I see a little circle of rave-bros fist-pumping to an ambient section full of trilling robot angel voices
As we watch a huge, buzzing crowd absorb and finally go wild to the warped noises, ultra-kawaii warbling and hard house shrillness, I finally realise just why this crew are capable of this kind of detournement of populist dance music: because they are British and have grown up with trance and hard house as background sound, as a kind of folk culture. And the jarring stylistic leaps, the archness, the refusal to delineate what’s pisstake and what’s not: this is jumbled, scrappy Britain all over. Just as much as the previous night, this is an expression of something deep and weird in the collective unconscious – but this time it’s a whizzing, fizzing, dizzy expression of uptight delight and tangled disturbance, and for all its awkward Britishness it’s perfectly pitched to hit international Generation EDM where it hurts most pleasurably.

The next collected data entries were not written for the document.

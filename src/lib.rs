// src/lib.rs - Library interface for the analysis pipeline

pub mod constants;
pub mod data_analysis;
pub mod data_input;
pub mod error;
pub mod mode_labels;
pub mod plot_framework;
pub mod plot_functions;
pub mod report;

pub fn crate_version() -> &'static str {
    env!("CARGO_PKG_VERSION")
}
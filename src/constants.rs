// src/constants.rs

use plotters::style::colors::full_palette::{DEEPORANGE, LIGHTBLUE, RED};
use plotters::style::RGBColor;

// --- Log format ---
pub const COLUMN_MODE_COUNTER: usize = 0;
pub const COLUMN_VOLTAGE: usize = 1;
pub const COLUMN_TIMESTAMP_US: usize = 2;
pub const MIN_RECORD_FIELDS: usize = 3;

pub const MICROSECONDS_PER_SECOND: f64 = 1_000_000.0;

// --- Cleaning ---
// Rows further than this from the reference average are dropped (static voltage measurement).
pub const CLEAN_TOLERANCE_V: f64 = 0.005;
// Only readings below this take part in the reference average (0 - 5 V input range).
pub const CLEAN_REFERENCE_LIMIT_V: f64 = 5.0;

// --- Spectrum ---
// A non-DC bin must exceed this fraction of max(DC magnitude, 1) to count as a peak.
pub const PEAK_RELATIVE_FLOOR: f64 = 1e-9;

// Plot dimensions.
pub const PLOT_WIDTH: u32 = 1920;
pub const PLOT_HEIGHT: u32 = 1080;

// --- Plot Color Assignments ---
pub const COLOR_VOLTAGE_TRACE: &RGBColor = &LIGHTBLUE;
pub const COLOR_SPECTRUM_TRACE: &RGBColor = &DEEPORANGE;
pub const COLOR_PEAK_MARKER: &RGBColor = &RED;

// Stroke widths for lines
pub const LINE_WIDTH_PLOT: u32 = 1;
pub const LINE_WIDTH_LEGEND: u32 = 2;

// Font sizes
pub const FONT_SIZE_MAIN_TITLE: i32 = 24;
pub const FONT_SIZE_CHART_TITLE: i32 = 22;
pub const FONT_SIZE_AXIS_LABEL: i32 = 16;
pub const FONT_SIZE_LEGEND: i32 = 14;
pub const FONT_SIZE_PEAK_LABEL: i32 = 16;
pub const FONT_SIZE_MESSAGE: i32 = 20;

// Tick label precision bounds for plain-decimal axis labels.
pub const TICK_MIN_DECIMALS: usize = 0;
pub const TICK_MAX_DECIMALS: usize = 9;
pub const PEAK_LABEL_BOTTOM_MARGIN_PX: i32 = 70;

// src/constants.rs
// src/data_analysis/statistics.rs

use crate::data_input::segment::CleanedSegment;
use crate::error::{AnalysisError, AnalysisResult};

/// Mean of the voltage column.
pub fn mean_voltage(segment: &CleanedSegment) -> AnalysisResult<f64> {
    segment
        .voltages()
        .mean()
        .ok_or(AnalysisError::EmptySegment {
            mode: segment.mode_index(),
        })
}

/// Standard deviation of the voltage column: `sqrt(sum((x - mean)^2) / N)`.
/// Population form, divisor N.
pub fn std_dev(segment: &CleanedSegment) -> AnalysisResult<f64> {
    let mean = mean_voltage(segment)?;
    let voltages = segment.voltages();
    let n = voltages.len() as f64;
    let variance = voltages.iter().map(|&v| (v - mean).powi(2)).sum::<f64>() / n;
    Ok(variance.sqrt())
}

#[cfg(test)]
mod tests {
    use super::*;
    use crate::data_input::segment::Segment;
    use ndarray::Array2;

    fn cleaned_from_voltages(voltages: &[f64]) -> CleanedSegment {
        let table = Array2::from_shape_fn((voltages.len(), 3), |(r, c)| match c {
            1 => voltages[r],
            _ => r as f64,
        });
        CleanedSegment {
            segment: Segment::new(3, 1, table),
            raw_rows: voltages.len(),
            removed_rows: 0,
            reference_average: None,
        }
    }

    #[test]
    fn test_identical_values_have_zero_deviation() {
        assert_eq!(std_dev(&cleaned_from_voltages(&[1.0, 1.0, 1.0])).unwrap(), 0.0);
        assert_eq!(std_dev(&cleaned_from_voltages(&[2.5])).unwrap(), 0.0);
    }

    #[test]
    fn test_population_divisor() {
        // mean 5, squared deviations sum to 32, N = 8 -> variance 4
        let sd = std_dev(&cleaned_from_voltages(&[2.0, 4.0, 4.0, 4.0, 5.0, 5.0, 7.0, 9.0])).unwrap();
        assert!((sd - 2.0).abs() < 1e-12);
    }

    #[test]
    fn test_deviation_is_non_negative() {
        let sd = std_dev(&cleaned_from_voltages(&[2.4998, 2.5003, 2.5001, 2.4999])).unwrap();
        assert!(sd >= 0.0);
        assert!(sd < 1e-3);
    }

    #[test]
    fn test_empty_segment_is_an_error() {
        match std_dev(&cleaned_from_voltages(&[])) {
            Err(AnalysisError::EmptySegment { mode }) => assert_eq!(mode, 3),
            other => panic!("unexpected result: {other:?}"),
        }
        assert!(mean_voltage(&cleaned_from_voltages(&[])).is_err());
    }
}

// src/data_analysis/statistics.rs
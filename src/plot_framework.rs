// src/plot_framework.rs

use plotters::backend::BitMapBackend;
use plotters::chart::{ChartBuilder, SeriesLabelPosition};
use plotters::coord::Shift;
use plotters::drawing::{DrawingArea, IntoDrawingArea};
use plotters::element::{Circle, PathElement, Text};
use plotters::series::LineSeries;
use plotters::style::colors::{BLACK, RED, WHITE};
use plotters::style::{Color, IntoFont, RGBColor};

use std::error::Error;
use std::ops::Range;
use std::path::Path;

use crate::constants::{
    FONT_SIZE_AXIS_LABEL, FONT_SIZE_CHART_TITLE, FONT_SIZE_LEGEND, FONT_SIZE_MAIN_TITLE,
    FONT_SIZE_MESSAGE, FONT_SIZE_PEAK_LABEL, LINE_WIDTH_LEGEND, PEAK_LABEL_BOTTOM_MARGIN_PX,
    PLOT_HEIGHT, PLOT_WIDTH, TICK_MAX_DECIMALS, TICK_MIN_DECIMALS,
};

/// Calculate plot range with padding.
/// Adds 15% padding, or a fixed padding for very small ranges.
pub fn calculate_range(min_val: f64, max_val: f64) -> (f64, f64) {
    let (min, max) = if min_val <= max_val {
        (min_val, max_val)
    } else {
        (max_val, min_val)
    };
    let range = (max - min).abs();
    let padding = if range < 1e-9 {
        // flat trace: pad relative to the value so ticks still resolve it
        (max.abs() * 1e-3).max(1e-6)
    } else {
        range * 0.15
    };
    (min - padding, max + padding)
}

/// Decimals needed so ticks across `span` stay distinguishable, two digits past the span's order.
pub fn tick_decimals(span: f64) -> usize {
    if !span.is_finite() || span <= 0.0 {
        return 3;
    }
    let digits = (-span.log10()).ceil() as i64 + 2;
    digits.clamp(TICK_MIN_DECIMALS as i64, TICK_MAX_DECIMALS as i64) as usize
}

/// Full decimal tick text: never scientific, never relative to an offset.
pub fn format_plain_tick(value: f64, decimals: usize) -> String {
    let text = format!("{value:.decimals$}");
    // avoid "-0.000" on the zero line
    if text.starts_with('-') && text[1..].chars().all(|c| c == '0' || c == '.') {
        text[1..].to_string()
    } else {
        text
    }
}

/// Draw a "Data Unavailable" message on a plot area.
pub fn draw_unavailable_message(
    area: &DrawingArea<BitMapBackend, Shift>,
    chart_title: &str,
    reason: &str,
) -> Result<(), Box<dyn Error>> {
    const CHAR_WIDTH_RATIO: f32 = 0.6;
    const LINE_HEIGHT_SPACING: i32 = 4;

    let (x_range, y_range) = area.get_pixel_range();
    let (width, height) = (x_range.end - x_range.start, y_range.end - y_range.start);
    let message = format!("{chart_title}\nData Unavailable: {reason}");

    let estimated_char_width = (FONT_SIZE_MESSAGE as f32 * CHAR_WIDTH_RATIO) as i32;
    let estimated_line_height = FONT_SIZE_MESSAGE + LINE_HEIGHT_SPACING;
    let lines: Vec<&str> = message.split('\n').collect();
    let max_line_length = lines.iter().map(|line| line.chars().count()).max().unwrap_or(0) as i32;

    let center_x = width / 2 - max_line_length * estimated_char_width / 2;
    let center_y = height / 2 - lines.len() as i32 * estimated_line_height / 2;

    let text_style = ("sans-serif", FONT_SIZE_MESSAGE).into_font().color(&RED);
    for (i, line) in lines.iter().enumerate() {
        area.draw(&Text::new(
            line.to_string(),
            (center_x.max(0), center_y + i as i32 * estimated_line_height),
            text_style.clone(),
        ))?;
    }
    Ok(())
}

#[derive(Clone)]
pub struct PlotSeries {
    pub data: Vec<(f64, f64)>,
    pub label: String,
    pub color: RGBColor,
    pub stroke_width: u32,
}

#[derive(Clone)]
pub struct PlotConfig {
    pub title: String,
    pub x_range: Range<f64>,
    pub y_range: Range<f64>,
    pub series: Vec<PlotSeries>,
    pub x_label: String,
    pub y_label: String,
    /// (x, y) points to mark and annotate, e.g. the dominant spectral peak.
    pub peaks: Vec<(f64, f64)>,
    pub peak_color: RGBColor,
}

impl PlotConfig {
    pub fn has_data(&self) -> bool {
        self.series.iter().any(|s| !s.data.is_empty())
    }

    pub fn has_valid_ranges(&self) -> bool {
        self.x_range.end > self.x_range.start && self.y_range.end > self.y_range.start
    }
}

/// Draws one chart from a `PlotConfig` onto `area`.
fn draw_chart_with_config(
    area: &DrawingArea<BitMapBackend, Shift>,
    plot_config: &PlotConfig,
) -> Result<(), Box<dyn Error>> {
    let x_decimals = tick_decimals((plot_config.x_range.end - plot_config.x_range.start) / 10.0);
    let y_decimals = tick_decimals((plot_config.y_range.end - plot_config.y_range.start) / 10.0);

    let mut chart = ChartBuilder::on(area)
        .caption(&plot_config.title, ("sans-serif", FONT_SIZE_CHART_TITLE))
        .margin(10)
        .x_label_area_size(50)
        .y_label_area_size(110)
        .build_cartesian_2d(plot_config.x_range.clone(), plot_config.y_range.clone())?;

    chart
        .configure_mesh()
        .x_desc(&plot_config.x_label)
        .y_desc(&plot_config.y_label)
        .x_labels(20)
        .y_labels(10)
        .x_label_formatter(&|x: &f64| format_plain_tick(*x, x_decimals))
        .y_label_formatter(&|y: &f64| format_plain_tick(*y, y_decimals))
        .light_line_style(WHITE.mix(0.7))
        .label_style(("sans-serif", FONT_SIZE_AXIS_LABEL))
        .draw()?;

    let mut legend_series_count = 0;
    for s in plot_config.series.iter().filter(|s| !s.data.is_empty()) {
        let series = chart.draw_series(LineSeries::new(
            s.data.iter().cloned(),
            s.color.stroke_width(s.stroke_width),
        ))?;
        if !s.label.is_empty() {
            let color = s.color;
            series.label(&s.label).legend(move |(x, y)| {
                PathElement::new(vec![(x, y), (x + 20, y)], color.stroke_width(LINE_WIDTH_LEGEND))
            });
            legend_series_count += 1;
        }
    }

    if legend_series_count > 0 {
        chart
            .configure_series_labels()
            .position(SeriesLabelPosition::UpperRight)
            .background_style(WHITE.mix(0.8))
            .border_style(BLACK)
            .label_font(("sans-serif", FONT_SIZE_LEGEND))
            .draw()?;
    }

    if plot_config.peaks.is_empty() {
        return Ok(());
    }

    let peak_color = plot_config.peak_color;
    chart.draw_series(
        plot_config
            .peaks
            .iter()
            .map(|&(x, y)| Circle::new((x, y), 5, peak_color.filled())),
    )?;

    // Peak labels sit along the bottom of the area, primary peak first.
    let area_offset = area.get_base_pixel();
    let area_y_range = area.get_pixel_range().1;
    let area_height = area_y_range.end - area_y_range.start;
    for (idx, &(peak_x, peak_y)) in plot_config.peaks.iter().enumerate() {
        let label_text = if idx == 0 {
            format!(
                "▲ Primary Peak: {} at {} Hz",
                format_plain_tick(peak_y, y_decimals),
                format_plain_tick(peak_x, x_decimals)
            )
        } else {
            format!(
                "▲ Peak: {} at {} Hz",
                format_plain_tick(peak_y, y_decimals),
                format_plain_tick(peak_x, x_decimals)
            )
        };
        let peak_x_pixel = chart.backend_coord(&(peak_x, plot_config.y_range.start)).0 - area_offset.0;
        let text_y = area_height - PEAK_LABEL_BOTTOM_MARGIN_PX - idx as i32 * (FONT_SIZE_PEAK_LABEL + 4);
        area.draw(&Text::new(
            label_text,
            (peak_x_pixel.max(0), text_y),
            ("sans-serif", FONT_SIZE_PEAK_LABEL).into_font().color(&BLACK),
        ))?;
    }

    Ok(())
}

/// Renders a single chart into a PNG at `output_path`.
///
/// `None`, an empty series set, or a degenerate range produce a placeholder message
/// instead of a chart. Returns whether a real chart was drawn.
pub fn draw_single_plot(
    output_path: &Path,
    root_name: &str,
    plot_type_name: &str,
    plot_config: Option<&PlotConfig>,
) -> Result<bool, Box<dyn Error>> {
    let root_area = BitMapBackend::new(output_path, (PLOT_WIDTH, PLOT_HEIGHT)).into_drawing_area();
    root_area.fill(&WHITE)?;
    root_area.draw(&Text::new(
        root_name.to_string(),
        (10, 10),
        ("sans-serif", FONT_SIZE_MAIN_TITLE).into_font().color(&BLACK),
    ))?;
    let chart_area = root_area.margin(50, 5, 5, 5);

    let drawn = match plot_config {
        Some(config) if config.has_data() && config.has_valid_ranges() => {
            draw_chart_with_config(&chart_area, config)?;
            true
        }
        Some(config) => {
            let reason = if !config.has_data() {
                "No data points"
            } else {
                "Invalid ranges"
            };
            draw_unavailable_message(&chart_area, &config.title, reason)?;
            false
        }
        None => {
            draw_unavailable_message(&chart_area, plot_type_name, "Calculation/Data Extraction Failed")?;
            false
        }
    };

    root_area.present()?;
    if drawn {
        println!("  Plot saved as '{}'.", output_path.display());
    } else {
        println!(
            "  Placeholder saved as '{}': no {} data to plot.",
            output_path.display(),
            plot_type_name
        );
    }
    Ok(drawn)
}

#[cfg(test)]
mod tests {
    use super::*;

    #[test]
    fn test_calculate_range_pads() {
        let (lo, hi) = calculate_range(0.0, 10.0);
        assert!((lo + 1.5).abs() < 1e-12);
        assert!((hi - 11.5).abs() < 1e-12);
        let (lo, hi) = calculate_range(10.0, 0.0);
        assert!(lo < 0.0 && hi > 10.0);
    }

    #[test]
    fn test_calculate_range_flat_trace() {
        let (lo, hi) = calculate_range(2.5, 2.5);
        assert!(lo < 2.5 && hi > 2.5);
        assert!(hi - lo < 0.01);
    }

    #[test]
    fn test_tick_decimals() {
        assert_eq!(tick_decimals(0.0003), 6);
        assert_eq!(tick_decimals(0.3), 3);
        assert_eq!(tick_decimals(2000.0), 0);
        assert_eq!(tick_decimals(0.0), 3);
        assert_eq!(tick_decimals(1e-20), TICK_MAX_DECIMALS);
    }

    #[test]
    fn test_plain_tick_has_no_offset_or_exponent() {
        assert_eq!(format_plain_tick(2.500123, 6), "2.500123");
        assert_eq!(format_plain_tick(12345.0, 0), "12345");
        assert_eq!(format_plain_tick(-0.0000001, 3), "0.000");
        assert!(!format_plain_tick(1e-7, 9).contains('e'));
    }
}

// src/plot_framework.rs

The lasers zap, the crowd wig out fully, and after a couple of hours I see a little circle of rave-bros fist-pumping to an ambient section full of trilling robot angel voices that sounds ripped from an anime dream-scene. Of course I do. Isn’t this what 21st century raves were always going to be about? I don’t even know any more: finally the scrambling is complete and I give up trying to understand. After four days solid of cops, crims, hip hop politics and music industry overload, this giddy non-sense is a blessed relief. In theory I should have learned a lot on this trip, but it seems that all I know is that I like flashing lights, funny noises and dancing crowds. Thankyou Austin, it’s been unreal.